▸ GOAL OF THE EXERCISE: Repeat every record exactly as written.

▸ Items from a dataset:
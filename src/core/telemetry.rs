use tracing_subscriber::{fmt, EnvFilter};

use crate::core::config::Settings;

pub(crate) fn init_tracing(settings: &Settings) -> anyhow::Result<()> {
    let filter = EnvFilter::try_from_default_env()
        .unwrap_or_else(|_| EnvFilter::new(default_directives(&settings.telemetry().log_level)));

    let builder = fmt()
        .with_env_filter(filter)
        .with_target(false)
        .with_span_events(fmt::format::FmtSpan::CLOSE);

    let result =
        if settings.telemetry().json { builder.json().try_init() } else { builder.try_init() };
    result.map_err(|err| anyhow::anyhow!(err.to_string()))
}

/// A bare level such as `debug` is scoped to this crate and the HTTP layer so
/// dependency noise stays at `warn`. Full directive strings pass through.
fn default_directives(level: &str) -> String {
    if level.contains('=') || level.contains(',') {
        return level.to_string();
    }
    format!("warn,submission_roster={level},tower_http={level}")
}

#[cfg(test)]
mod tests {
    use super::default_directives;

    #[test]
    fn bare_level_is_scoped_to_crate() {
        assert_eq!(
            default_directives("debug"),
            "warn,submission_roster=debug,tower_http=debug"
        );
    }

    #[test]
    fn explicit_directives_are_kept() {
        assert_eq!(default_directives("info,axum=trace"), "info,axum=trace");
    }
}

▸ ANSWER TO THIS PROBLEM:
filename src/core/telemetry.rs
use tracing_subscriber::{fmt, EnvFilter};

use crate::core::config::Settings;

pub(crate) fn init_tracing(settings: &Settings) -> anyhow::Result<()> {
    let filter = EnvFilter::try_from_default_env()
        .unwrap_or_else(|_| EnvFilter::new(default_directives(&settings.telemetry().log_level)));

    let builder = fmt()
        .with_env_filter(filter)
        .with_target(false)
        .with_span_events(fmt::format::FmtSpan::CLOSE);

    let result =
        if settings.telemetry().json { builder.json().try_init() } else { builder.try_init() };
    result.map_err(|err| anyhow::anyhow!(err.to_string()))
}

/// A bare level such as `debug` is scoped to this crate and the HTTP layer so
/// dependency noise stays at `warn`. Full directive strings pass through.
fn default_directives(level: &str) -> String {
    if level.contains('=') || level.contains(',') {
        return level.to_string();
    }
    format!("warn,submission_roster={level},tower_http={level}")
}

#[cfg(test)]
mod tests {
    use super::default_directives;

    #[test]
    fn bare_level_is_scoped_to_crate() {
        assert_eq!(
            default_directives("debug"),
            "warn,submission_roster=debug,tower_http=debug"
        );
    }

    #[test]
    fn explicit_directives_are_kept() {
        assert_eq!(default_directives("info,axum=trace"), "info,axum=trace");
    }
}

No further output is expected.